▶ [Aim of the exercise]: Keep only the lines from the start of the data through the line containing "mod generator;", and output them exactly.

▶ [Data section]:
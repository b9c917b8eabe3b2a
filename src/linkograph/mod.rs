//! Linkograph graph model.
//!
//! A [`Linkograph`] is the moves of one session plus every fuzzy link the
//! [`LinkGenerator`] found between them. Links always point from an earlier
//! move to a later one and are kept sorted by `(source_index, target_index)`.
//! Linkographs are never edited; extending a session produces a new one.

mod generator;

pub use generator::LinkGenerator;

use serde::Serialize;

use crate::moves::{DesignMove, DesignPhase};

/// Role of a link relative to one of its endpoints.
#[derive(Debug, Clone, Copy, PartialEq, Eq, Hash, Serialize)]
#[serde(rename_all = "snake_case")]
pub enum LinkType {
    /// Seen from the earlier move: generative, opens later work.
    Forward,
    /// Seen from the later move: closes onto earlier work.
    Backward,
    /// Both endpoints within the lateral window.
    Lateral,
}

impl LinkType {
    /// Get the link type name as a string
    pub fn as_str(&self) -> &'static str {
        match self {
            LinkType::Forward => "forward",
            LinkType::Backward => "backward",
            LinkType::Lateral => "lateral",
        }
    }
}

impl std::fmt::Display for LinkType {
    fn fmt(&self, f: &mut std::fmt::Formatter<'_>) -> std::fmt::Result {
        write!(f, "{}", self.as_str())
    }
}

/// A weighted link between an earlier and a later move.
#[derive(Debug, Clone, PartialEq, Serialize)]
pub struct LinkographLink {
    /// Id of the earlier move.
    pub source_move_id: String,
    /// Id of the later move.
    pub target_move_id: String,
    /// Position of the earlier move in the session.
    pub source_index: usize,
    /// Position of the later move in the session.
    pub target_index: usize,
    /// Cosine similarity of the two moves, in [0, 1].
    pub strength: f64,
    /// `target_index - source_index`.
    pub temporal_distance: usize,
    /// Canonical type: lateral for short links, forward otherwise.
    pub link_type: LinkType,
}

impl LinkographLink {
    /// Type of this link as seen from the move at `index`.
    ///
    /// Returns `None` if the move is not an endpoint of the link.
    pub fn type_from(&self, index: usize) -> Option<LinkType> {
        if self.link_type == LinkType::Lateral
            && (index == self.source_index || index == self.target_index)
        {
            return Some(LinkType::Lateral);
        }
        if index == self.source_index {
            Some(LinkType::Forward)
        } else if index == self.target_index {
            Some(LinkType::Backward)
        } else {
            None
        }
    }

    /// Whether the link connects the moves at `a` and `b` (in either order).
    pub fn connects(&self, a: usize, b: usize) -> bool {
        (self.source_index == a && self.target_index == b)
            || (self.source_index == b && self.target_index == a)
    }
}

/// Moves and links of one analysed session.
#[derive(Debug, Clone, PartialEq, Serialize)]
pub struct Linkograph {
    session_id: String,
    phase: DesignPhase,
    moves: Vec<DesignMove>,
    links: Vec<LinkographLink>,
}

impl Linkograph {
    /// Assemble a linkograph. Links must come from the generator.
    pub(crate) fn new(
        session_id: String,
        moves: Vec<DesignMove>,
        mut links: Vec<LinkographLink>,
    ) -> Self {
        links.sort_by_key(|l| (l.source_index, l.target_index));
        let phase = majority_phase(&moves);
        Self {
            session_id,
            phase,
            moves,
            links,
        }
    }

    /// Session identifier
    pub fn session_id(&self) -> &str {
        &self.session_id
    }

    /// Most frequent phase among the moves; ties go to the earlier phase
    pub fn majority_phase(&self) -> DesignPhase {
        self.phase
    }

    /// Moves in session order
    pub fn moves(&self) -> &[DesignMove] {
        &self.moves
    }

    /// All links, sorted by source then target index
    pub fn links(&self) -> &[LinkographLink] {
        &self.links
    }

    /// Number of moves
    pub fn move_count(&self) -> usize {
        self.moves.len()
    }

    /// Number of links
    pub fn link_count(&self) -> usize {
        self.links.len()
    }

    /// Links whose source is the move at `index`.
    pub fn forelinks(&self, index: usize) -> impl Iterator<Item = &LinkographLink> {
        self.links.iter().filter(move |l| l.source_index == index)
    }

    /// Links whose target is the move at `index`.
    pub fn backlinks(&self, index: usize) -> impl Iterator<Item = &LinkographLink> {
        self.links.iter().filter(move |l| l.target_index == index)
    }

    /// Forelink count per move.
    pub fn forelink_counts(&self) -> Vec<usize> {
        let mut counts = vec![0; self.moves.len()];
        for link in &self.links {
            counts[link.source_index] += 1;
        }
        counts
    }

    /// Backlink count per move.
    pub fn backlink_counts(&self) -> Vec<usize> {
        let mut counts = vec![0; self.moves.len()];
        for link in &self.links {
            counts[link.target_index] += 1;
        }
        counts
    }

    /// Total links (in + out) of the move at `index`.
    pub fn degree(&self, index: usize) -> usize {
        self.links.iter().filter(|l| l.source_index == index || l.target_index == index).count()
    }

    /// Total links (in + out) per move.
    pub fn degrees(&self) -> Vec<usize> {
        self.forelink_counts()
            .into_iter()
            .zip(self.backlink_counts())
            .map(|(fore, back)| fore + back)
            .collect()
    }

    /// The link between moves `a` and `b`, if any.
    pub fn link_between(&self, a: usize, b: usize) -> Option<&LinkographLink> {
        let key = (a.min(b), a.max(b));
        self.links
            .binary_search_by(|l| (l.source_index, l.target_index).cmp(&key))
            .ok()
            .map(|pos| &self.links[pos])
    }

    /// Whether moves `a` and `b` are linked.
    pub fn has_link(&self, a: usize, b: usize) -> bool {
        self.link_between(a, b).is_some()
    }

    /// Number of links with both endpoints in `start..end`.
    pub fn links_within(&self, start: usize, end: usize) -> usize {
        self.links
            .iter()
            .filter(|l| l.source_index >= start && l.target_index < end)
            .count()
    }

    /// Copy of this linkograph without cached embeddings.
    pub fn without_embeddings(&self) -> Self {
        let mut stripped = self.clone();
        for mv in &mut stripped.moves {
            mv.embedding = None;
        }
        stripped
    }

    /// Build from hand-picked links, bypassing similarity scoring.
    #[cfg(test)]
    pub(crate) fn from_index_pairs(
        session_id: &str,
        moves: Vec<DesignMove>,
        pairs: &[(usize, usize, f64)],
        lateral_window: usize,
    ) -> Self {
        let links = pairs
            .iter()
            .map(|&(s, t, strength)| build_link(&moves, s, t, strength, lateral_window))
            .collect();
        Self::new(session_id.to_string(), moves, links)
    }
}

/// Construct a link between `source < target` with the canonical type.
pub(crate) fn build_link(
    moves: &[DesignMove],
    source: usize,
    target: usize,
    strength: f64,
    lateral_window: usize,
) -> LinkographLink {
    let temporal_distance = target - source;
    let link_type = if temporal_distance <= lateral_window {
        LinkType::Lateral
    } else {
        LinkType::Forward
    };
    LinkographLink {
        source_move_id: moves[source].id.clone(),
        target_move_id: moves[target].id.clone(),
        source_index: source,
        target_index: target,
        strength: strength.clamp(0.0, 1.0),
        temporal_distance,
        link_type,
    }
}

/// Most frequent phase; ties go to the earlier phase in design order.
pub(crate) fn majority_phase(moves: &[DesignMove]) -> DesignPhase {
    let mut best = DesignPhase::Ideation;
    let mut best_count = 0;
    for phase in DesignPhase::ALL {
        let count = moves.iter().filter(|m| m.phase == phase).count();
        if count > best_count {
            best = phase;
            best_count = count;
        }
    }
    best
}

▶ [Answer area]:
repository b9c917b8eabe3b2a
filename src/linkograph/mod.rs
//! Linkograph graph model.
//!
//! A [`Linkograph`] is the moves of one session plus every fuzzy link the
//! [`LinkGenerator`] found between them. Links always point from an earlier
//! move to a later one and are kept sorted by `(source_index, target_index)`.
//! Linkographs are never edited; extending a session produces a new one.

mod generator;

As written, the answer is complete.